■ About this exercise ■
Give the total number of lines in the data below that include "display", and nothing else.
+++ Material supplied
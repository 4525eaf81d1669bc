//! 标识符生成 - 基础设施层
//!
//! 生成形如 `{prefix}-{suffix}` 的标识符，后缀为 36 进制。
//! 不检测冲突。

use rand::rngs::StdRng;
use rand::{Rng, SeedableRng};

/// 随机后缀的上界（不含）
const RANDOM_SUFFIX_RANGE: u64 = 1_000_000;

/// 标识符生成能力
pub trait IdGenerator: Send {
    /// 生成下一个带前缀的标识符
    fn next_id(&mut self, prefix: &str) -> String;
}

/// 随机标识符生成器
pub struct RandomIdGenerator {
    rng: StdRng,
}

impl RandomIdGenerator {
    /// 使用系统熵初始化
    pub fn new() -> Self {
        Self {
            rng: StdRng::from_entropy(),
        }
    }

    /// 使用固定种子初始化，生成序列可复现
    pub fn seeded(seed: u64) -> Self {
        Self {
            rng: StdRng::seed_from_u64(seed),
        }
    }
}

impl Default for RandomIdGenerator {
    fn default() -> Self {
        Self::new()
    }
}

impl IdGenerator for RandomIdGenerator {
    fn next_id(&mut self, prefix: &str) -> String {
        let n = self.rng.gen_range(0..RANDOM_SUFFIX_RANGE);
        format!("{}-{}", prefix, to_base36(n))
    }
}

/// 递增计数器生成器，主要用于测试
#[derive(Debug, Default)]
pub struct SequentialIdGenerator {
    counter: u64,
}

impl SequentialIdGenerator {
    pub fn new() -> Self {
        Self::default()
    }
}

impl IdGenerator for SequentialIdGenerator {
    fn next_id(&mut self, prefix: &str) -> String {
        let id = format!("{}-{}", prefix, to_base36(self.counter));
        self.counter += 1;
        id
    }
}

fn to_base36(mut n: u64) -> String {
    const DIGITS: &[u8; 36] = b"0123456789abcdefghijklmnopqrstuvwxyz";

    if n == 0 {
        return "0".to_string();
    }

    let mut buf = Vec::new();
    while n > 0 {
        buf.push(DIGITS[(n % 36) as usize]);
        n /= 36;
    }
    buf.reverse();
    String::from_utf8_lossy(&buf).into_owned()
}
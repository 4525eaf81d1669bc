pub mod id_generator;

pub use id_generator::{IdGenerator, RandomIdGenerator, SequentialIdGenerator};
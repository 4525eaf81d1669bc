//! 应用入口 - 编排层
//!
//! ## 职责
//!
//! 1. **应用初始化**：日志文件、HTTP 客户端、生成控制器
//! 2. **行业同步**：按需读取 / 写回 `/settings`，失败只记录不中断
//! 3. **生成**：按运行模式调用生成控制器
//! 4. **发布**：导出 JSON 文件、保存到服务端
//! 5. **全局统计**：汇总本次运行的结果
//!
//! 单个动作失败只影响该动作本身，不会让整个程序退出。

use crate::clients::{DatasetClient, SettingsClient};
use crate::config::{Config, RunMode};
use crate::error::{AppError, ConfigError};
use crate::infrastructure::{IdGenerator, RandomIdGenerator};
use crate::models::{load_dataset_files, DatasetMetadata, DocumentKind, Difficulty};
use crate::services::dataset_merger::{merge_datasets, MergeTarget};
use crate::services::{ExportWriter, VerticalContext};
use crate::utils::logging;
use crate::workflow::{GenerationController, GenerationResult};
use anyhow::{Context, Result};
use std::path::{Path, PathBuf};
use tracing::{error, info, warn};

/// 一次运行的汇总
#[derive(Debug, Default)]
pub struct RunReport {
    /// 生成（或合并）的文档对数量
    pub generated: usize,
    /// 写出的文件
    pub exported_files: Vec<PathBuf>,
    /// 成功保存到服务端的数量
    pub saved: usize,
    /// 保存失败时展示给用户的信息
    pub save_error: Option<String>,
}

/// 应用主结构
pub struct App {
    config: Config,
    controller: GenerationController,
    export_writer: ExportWriter,
    dataset_client: DatasetClient,
    settings_client: SettingsClient,
    vertical: VerticalContext,
}

impl App {
    /// 初始化应用
    pub async fn initialize(config: Config) -> Result<Self> {
        // 初始化日志文件
        logging::init_log_file(&config.output_log_file, &config.mode.to_string())
            .with_context(|| format!("无法写入日志文件: {}", config.output_log_file))?;

        logging::log_startup(
            &config.mode.to_string(),
            config.domain.as_str(),
            &config.api_base_url,
        );

        let ids: Box<dyn IdGenerator> = match config.id_seed {
            Some(seed) => Box::new(RandomIdGenerator::seeded(seed)),
            None => Box::new(RandomIdGenerator::new()),
        };

        Ok(Self {
            controller: GenerationController::with_id_generator(ids),
            export_writer: ExportWriter::new(&config.output_dir),
            dataset_client: DatasetClient::new(&config)?,
            settings_client: SettingsClient::new(&config)?,
            vertical: VerticalContext::new(),
            config,
        })
    }

    /// 替换标识符生成器
    pub fn with_id_generator(mut self, ids: Box<dyn IdGenerator>) -> Self {
        self.controller = GenerationController::with_id_generator(ids);
        self
    }

    pub fn vertical(&self) -> &VerticalContext {
        &self.vertical
    }

    /// 运行应用主逻辑
    pub async fn run(&mut self) -> Result<RunReport> {
        if self.config.sync_vertical {
            self.sync_vertical().await;
        }

        let report = match self.config.mode {
            RunMode::Merge => self.run_merge().await?,
            RunMode::Single | RunMode::Coverage | RunMode::Combined => {
                let result = self.generate();
                self.publish(&result).await?
            }
        };

        logging::print_final_stats(
            report.generated,
            report.exported_files.len(),
            report.saved,
            &self.config.output_log_file,
        );

        Ok(report)
    }

    /// 行业设置同步，失败只记录
    async fn sync_vertical(&mut self) {
        if self.vertical.load(&self.settings_client).await.is_ok() {
            info!("🏷️ 当前行业: {}", self.vertical.vertical());
        }

        if let Some(target) = self.config.industry_vertical.clone() {
            if self.vertical.supported().iter().all(|v| v != &target) {
                warn!("⚠️ 行业 {} 不在可选列表中: {:?}", target, self.vertical.supported());
            }
            if self
                .vertical
                .set_vertical(&self.settings_client, &target)
                .await
                .is_ok()
            {
                info!("🏷️ 行业已切换为: {}", target);
            }
        }
    }

    fn generate(&mut self) -> GenerationResult {
        let Config {
            mode,
            domain,
            difficulty,
            outcome,
            ..
        } = self.config;

        match mode {
            RunMode::Coverage => self.controller.generate_coverage(domain),
            RunMode::Combined => self.controller.generate_combined(domain),
            RunMode::Single | RunMode::Merge => {
                self.controller.generate_single(domain, difficulty, outcome)
            }
        }
        .clone()
    }

    /// 导出并保存生成结果
    async fn publish(&self, result: &GenerationResult) -> Result<RunReport> {
        let pairs = result.pairs();
        let mut report = RunReport {
            generated: pairs.len(),
            ..Default::default()
        };

        if self.config.export_files {
            report.exported_files = self
                .export_writer
                .export_all(&pairs)
                .await
                .context("导出文件失败")?;
            info!(
                "📁 已导出 {} 个文件到 {}",
                report.exported_files.len(),
                self.export_writer.output_dir().display()
            );
        }

        if self.config.save_to_server {
            self.save(result, &mut report).await;
        }

        Ok(report)
    }

    /// 保存到服务端，失败记录到报告里
    async fn save(&self, result: &GenerationResult, report: &mut RunReport) {
        let overwrite = self.config.overwrite;

        match result {
            GenerationResult::Coverage(pairs) => {
                match self.dataset_client.save_all(pairs.iter(), overwrite).await {
                    Ok(saved) => {
                        report.saved = saved;
                        self.log_line(&format!("Saved {} datasets to server", saved));
                    }
                    Err(e) => {
                        report.saved = e.saved;
                        error!(
                            "❌ 批量保存失败 ({}), 已保存 {} 个: {}",
                            e.dataset_id, e.saved, e
                        );
                        self.record_save_error(report, e.to_string());
                    }
                }
            }
            GenerationResult::Single(pair) | GenerationResult::Combined(pair) => {
                match self.dataset_client.save(pair, overwrite).await {
                    Ok(receipt) => {
                        report.saved = 1;
                        info!("✅ {}", receipt.message());
                        self.log_line(&receipt.message());
                    }
                    Err(e) => {
                        error!("❌ 保存失败 ({}): {}", pair.dataset_id(), e);
                        self.record_save_error(report, e.user_message());
                    }
                }
            }
        }
    }

    /// 合并磁盘上的数据集文件
    async fn run_merge(&self) -> Result<RunReport> {
        let source_dir = self
            .config
            .merge_source_dir
            .as_deref()
            .ok_or_else(|| {
                AppError::from(ConfigError::Missing {
                    key: "merge_source_dir".to_string(),
                })
            })?;

        info!("\n📁 正在扫描待合并的数据集: {}", source_dir);
        let docs = load_dataset_files(Path::new(source_dir), &self.config.merge_file_prefix).await?;

        if docs.is_empty() {
            warn!("⚠️ 没有找到可合并的数据集文件，程序结束");
            return Ok(RunReport::default());
        }

        let target = self.merge_target();
        let merged = merge_datasets(docs.iter(), &target);

        let path = self
            .export_writer
            .export_document(&merged, &merged.dataset_id, DocumentKind::Dataset)
            .await
            .context("写入合并数据集失败")?;

        let message = format!(
            "Created combined dataset with {} conversations",
            merged.conversations.len()
        );
        info!("✓ {} -> {}", message, path.display());
        self.log_line(&message);

        Ok(RunReport {
            generated: 1,
            exported_files: vec![path],
            ..Default::default()
        })
    }

    fn merge_target(&self) -> MergeTarget {
        let config = &self.config;
        let dataset_id = config.merge_dataset_id.clone().unwrap_or_else(|| {
            format!("coverage-{}-combined-{}", config.domain, config.merge_version)
        });

        MergeTarget {
            dataset_id,
            version: config.merge_version.clone(),
            metadata: DatasetMetadata {
                domain: config.domain,
                difficulty: Difficulty::Mixed,
                tags: config.merge_tags.clone(),
                task_type: config.merge_task_type.clone(),
                short_description: config.merge_description.clone(),
            },
        }
    }

    fn record_save_error(&self, report: &mut RunReport, message: String) {
        self.log_line(&format!("保存失败: {}", message));
        report.save_error = Some(message);
    }

    fn log_line(&self, line: &str) {
        if let Err(e) = logging::append_log_line(&self.config.output_log_file, line) {
            warn!("写入日志文件失败: {}", e);
        }
    }
}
++++++
■ Worked solution ■
2